Monique Pinçon-Charlot — L’aubaine, ils la pressurent. Ils l’utilisent. Ils l’instrumentalisent. Ils iront jusqu’au bout du bout !

Daniel Mermet — Nous avons fait un entretien ensemble fin mars où tu étais très radicale – « il faut penser un monde nouveau » – et tu espérais qu’on allait vers une bifurcation. Quelques mois plus tard, quel bilan fais-tu, dans quel état d’esprit te trouves-tu ?

Monique Pinçon-Charlot — Je dirais que c’est le livre noir du capitalisme qui continue à s’écrire. Toujours plus noir. Toujours plus sombre. Toujours plus violent. De sorte qu’il n’y a pas non plus vraiment de surprise.

Dans cet entretien, il me semble qu’on avait parlé du livre de Naomi Klein, La Stratégie du choc. Montée d’un capitalisme du désastre, pour aller toujours plus loin. Là on n’est pas déçus, c’est exactement ce qui se passe.

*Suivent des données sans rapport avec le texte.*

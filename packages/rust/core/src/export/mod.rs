//! The post-score export unit.
//!
//! Merges the scored tract table with county and state reference data, then
//! derives every public artifact from the merged table: the full CSV, the map
//! tile table and its label index, the tract search index, the primary CSV
//! download, the multi-sheet workbook, the codebook and three zip bundles.
//! Each load writes a manifest with the checksum of every artifact, and
//! validate re-checks the files against it.
//!
//! Both codebook invariants and tract id uniqueness are checked during
//! transform, so a failing run writes nothing.

mod codebook;
mod downloadable;
mod merge;
mod paths;
mod search;
mod tiles;

use std::path::Path;
use std::sync::Arc;

use chrono::Utc;
use tracing::{debug, info, instrument, warn};
use url::Url;

use tractscore_artifacts::{
    Sheet, WorkbookFormat, artifact_meta, read_manifest, verify_manifest, write_bundle,
    write_csv_file, write_json_file, write_manifest, write_records_file, write_workbook,
};
use tractscore_shared::{
    CURRENT_SCHEMA_VERSION, ExportConfig, ExportManifest, Result, RunId, TractScoreError,
    is_well_formed_tract_id,
};
use tractscore_sources::{DataSource, FetchOptions, fetch_all_blocking};
use tractscore_table::{Encoding, ReadOptions, Table, read_delimited};

use crate::unit::PipelineUnit;

pub use codebook::{CODEBOOK_COLUMNS, CodebookRow, SheetLabel, build_codebook, check_codebook, codebook_table};
pub use downloadable::{build_downloadable, normalize_column};
pub use merge::{merge_score, normalize_counties, normalize_states};
pub use paths::ExportPaths;
pub use search::build_tract_search;
pub use tiles::{TileOutput, build_tiles, classify_experience};

/// Registry name of the export unit.
pub const EXPORT_DATASET_NAME: &str = "score-post";

/// Where the export unit is in its lifecycle.
#[derive(Debug, Clone, Copy, PartialEq, Eq)]
pub enum ExportStage {
    Idle,
    Extracted,
    Transformed,
    Loaded,
    Validated,
    CleanedUp,
}

/// Everything needed to build a fresh export unit. Cheap to clone.
#[derive(Debug, Clone)]
pub struct ExportSettings {
    pub config: Arc<ExportConfig>,
    pub paths: ExportPaths,
    counties: DataSource,
}

impl ExportSettings {
    pub fn new(config: Arc<ExportConfig>, data_dir: &Path, content_dir: &Path) -> Result<Self> {
        let paths = ExportPaths::new(data_dir, content_dir, &config.merge, &config.bundle);
        let url = Url::parse(&config.merge.counties_url).map_err(|e| {
            TractScoreError::config(format!(
                "merge counties_url `{}` is not a valid URL: {e}",
                config.merge.counties_url
            ))
        })?;
        let counties = DataSource::zip(url, paths.counties_dir.clone());
        Ok(Self {
            config,
            paths,
            counties,
        })
    }
}

struct Inputs {
    score: Table,
    counties: Table,
    states: Table,
    centroids: Table,
}

struct Outputs {
    merged: Table,
    tiles: TileOutput,
    search: Table,
    downloadable: Table,
    sheets: Vec<(String, Table)>,
    codebook: Table,
}

/// Pipeline unit producing every public score artifact.
pub struct PostScoreUnit {
    settings: ExportSettings,
    stage: ExportStage,
    inputs: Option<Inputs>,
    outputs: Option<Outputs>,
}

impl PostScoreUnit {
    pub fn new(settings: ExportSettings) -> Self {
        Self {
            settings,
            stage: ExportStage::Idle,
            inputs: None,
            outputs: None,
        }
    }

    pub fn stage(&self) -> ExportStage {
        self.stage
    }

    pub fn paths(&self) -> &ExportPaths {
        &self.settings.paths
    }

    fn require_stage(&self, expected: ExportStage, operation: &str) -> Result<()> {
        if self.stage == expected {
            Ok(())
        } else {
            Err(TractScoreError::validation(format!(
                "{operation} called in stage {:?}, expected {expected:?}",
                self.stage
            )))
        }
    }

    fn read_inputs(&self) -> Result<Inputs> {
        let config = &self.settings.config;
        let paths = &self.settings.paths;

        let score = read_delimited(
            &paths.score_input,
            &ReadOptions::csv().with_string_columns([config.merge.tract_id_column.as_str()]),
        )?;
        let counties = read_delimited(
            &paths.counties_input,
            &ReadOptions::tsv()
                .with_encoding(Encoding::Latin1)
                .with_string_columns(merge::counties_string_columns())
                .with_columns(merge::counties_columns()),
        )?;
        let states = read_delimited(
            &paths.states_input,
            &ReadOptions::csv()
                .with_string_columns([merge::STATES_FIPS_COLUMN, merge::STATES_ABBREVIATION_COLUMN])
                .with_columns([
                    merge::STATES_FIPS_COLUMN,
                    merge::STATES_NAME_COLUMN,
                    merge::STATES_ABBREVIATION_COLUMN,
                ]),
        )?;
        let centroids = read_delimited(
            &paths.centroids_input,
            &ReadOptions::csv().with_string_columns([config.search.id_column.as_str()]),
        )?;

        if let Ok(ids) = score.text_column(&config.merge.tract_id_column) {
            let malformed = ids
                .iter()
                .filter(|id| !id.is_some_and(is_well_formed_tract_id))
                .count();
            if malformed > 0 {
                warn!(malformed, "score table has tract ids that are not 11 digits");
            }
        }

        Ok(Inputs {
            score,
            counties,
            states,
            centroids,
        })
    }

    fn build_outputs(&self, inputs: &Inputs) -> Result<Outputs> {
        let config = &self.settings.config;

        let search = build_tract_search(&inputs.centroids, &config.search)?;

        let counties = normalize_counties(&inputs.counties, &config.merge)?;
        let states = normalize_states(&inputs.states, &config.merge)?;
        let merged = merge_score(&inputs.score, &counties, &states, &config.merge)?;

        let tiles = build_tiles(&merged, &config.tiles, &config.merge.tract_id_column)?;

        let downloadable = build_downloadable(&merged, &config.csv.fields, &config.csv.global_config)?;
        let sheet_global = config.excel.global_config.download();
        let sheets = config
            .excel
            .sheets
            .iter()
            .map(|sheet| {
                build_downloadable(&merged, &sheet.fields, &sheet_global)
                    .map(|table| (sheet.label.clone(), table))
            })
            .collect::<Result<Vec<_>>>()?;

        let rows = build_codebook(&config.csv, &config.excel, &config.codebook);
        check_codebook(&rows, &downloadable.columns()).map_err(|v| v.into_error())?;
        let codebook = codebook_table(&rows)?;

        Ok(Outputs {
            merged,
            tiles,
            search,
            downloadable,
            sheets,
            codebook,
        })
    }

    fn write_outputs(&self, outputs: &Outputs) -> Result<ExportManifest> {
        let config = &self.settings.config;
        let paths = &self.settings.paths;

        write_csv_file(&paths.merged_full, &outputs.merged, true)?;
        write_csv_file(&paths.tiles_csv, &outputs.tiles.table, false)?;
        write_json_file(&paths.tile_index, &outputs.tiles.index)?;
        write_records_file(&paths.tract_search, &outputs.search)?;

        write_csv_file(&paths.downloadable_csv, &outputs.downloadable, false)?;
        let sheets: Vec<Sheet<'_>> = outputs
            .sheets
            .iter()
            .map(|(name, table)| Sheet { name, table })
            .collect();
        write_workbook(
            &paths.downloadable_xlsx,
            &sheets,
            WorkbookFormat {
                column_width: config.excel.global_config.excel_config.default_column_width,
            },
        )?;
        write_csv_file(&paths.codebook_csv, &outputs.codebook, false)?;

        write_bundle(
            &paths.csv_bundle,
            &[&paths.downloadable_csv, &paths.codebook_csv, &paths.readme],
        )?;
        write_bundle(
            &paths.xlsx_bundle,
            &[&paths.downloadable_xlsx, &paths.codebook_csv, &paths.readme],
        )?;
        let mut documentation = vec![&paths.downloadable_xlsx, &paths.downloadable_csv];
        documentation.extend(paths.documentation.iter());
        documentation.push(&paths.readme);
        write_bundle(&paths.documentation_bundle, &documentation)?;

        let written = [
            &paths.merged_full,
            &paths.tiles_csv,
            &paths.tile_index,
            &paths.tract_search,
            &paths.downloadable_csv,
            &paths.downloadable_xlsx,
            &paths.codebook_csv,
            &paths.csv_bundle,
            &paths.xlsx_bundle,
            &paths.documentation_bundle,
        ];
        let artifacts = written
            .iter()
            .map(|path| artifact_meta(&paths.score_dir, path))
            .collect::<Result<Vec<_>>>()?;

        let manifest = ExportManifest {
            schema_version: CURRENT_SCHEMA_VERSION,
            run_id: RunId::new(),
            tool_version: env!("CARGO_PKG_VERSION").to_string(),
            created_at: Utc::now(),
            tract_count: outputs.merged.len(),
            artifacts,
        };
        write_manifest(&paths.manifest, &manifest)?;
        Ok(manifest)
    }
}

impl PipelineUnit for PostScoreUnit {
    fn data_sources(&self) -> Vec<DataSource> {
        vec![self.settings.counties.clone()]
    }

    #[instrument(skip(self), fields(stage = "extract"))]
    fn extract(&mut self, use_cache: bool) -> Result<()> {
        self.require_stage(ExportStage::Idle, "extract")?;
        fetch_all_blocking(&self.data_sources(), use_cache, &FetchOptions::default())?;

        let inputs = self.read_inputs()?;
        info!(
            score_rows = inputs.score.len(),
            counties = inputs.counties.len(),
            states = inputs.states.len(),
            centroids = inputs.centroids.len(),
            "inputs read"
        );
        self.inputs = Some(inputs);
        self.stage = ExportStage::Extracted;
        Ok(())
    }

    #[instrument(skip_all, fields(stage = "transform"))]
    fn transform(&mut self) -> Result<()> {
        self.require_stage(ExportStage::Extracted, "transform")?;
        let inputs = self
            .inputs
            .take()
            .ok_or_else(|| TractScoreError::validation("transform called without inputs"))?;

        let outputs = self.build_outputs(&inputs)?;
        info!(
            tracts = outputs.merged.len(),
            tiles = outputs.tiles.table.len(),
            downloadable_columns = outputs.downloadable.width(),
            sheets = outputs.sheets.len(),
            "artifacts built"
        );
        self.outputs = Some(outputs);
        self.stage = ExportStage::Transformed;
        Ok(())
    }

    #[instrument(skip_all, fields(stage = "load"))]
    fn load(&mut self) -> Result<()> {
        self.require_stage(ExportStage::Transformed, "load")?;
        let outputs = self
            .outputs
            .take()
            .ok_or_else(|| TractScoreError::validation("load called without outputs"))?;

        let manifest = self.write_outputs(&outputs)?;
        info!(
            run_id = %manifest.run_id,
            artifacts = manifest.artifacts.len(),
            path = %self.settings.paths.manifest.display(),
            "artifacts written"
        );
        self.stage = ExportStage::Loaded;
        Ok(())
    }

    #[instrument(skip_all, fields(stage = "validate"))]
    fn validate(&mut self) -> Result<()> {
        self.require_stage(ExportStage::Loaded, "validate")?;
        let manifest = read_manifest(&self.settings.paths.manifest)?;
        verify_manifest(&self.settings.paths.score_dir, &manifest)?;
        debug!(artifacts = manifest.artifacts.len(), "artifacts verified");
        self.stage = ExportStage::Validated;
        Ok(())
    }

    #[instrument(skip_all, fields(stage = "cleanup"))]
    fn cleanup(&mut self) -> Result<()> {
        self.require_stage(ExportStage::Validated, "cleanup")?;
        self.inputs = None;
        self.outputs = None;

        let tmp = &self.settings.paths.tmp_dir;
        match std::fs::remove_dir_all(tmp) {
            Ok(()) => debug!(path = %tmp.display(), "removed temporary directory"),
            Err(e) if e.kind() == std::io::ErrorKind::NotFound => {}
            Err(e) => return Err(TractScoreError::io(tmp, e)),
        }
        self.stage = ExportStage::CleanedUp;
        Ok(())
    }
}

Au fond, si on a été nombreux à se laisser prendre à ce « monde d’après », à tout d’un coup se dire : « ça y est, les gens vont comprendre la gravité de la situation et tout le monde va se secouer et il va y avoir une énergie positive pour construire un monde nouveau », c’est parce qu’on est un peu dans le déni.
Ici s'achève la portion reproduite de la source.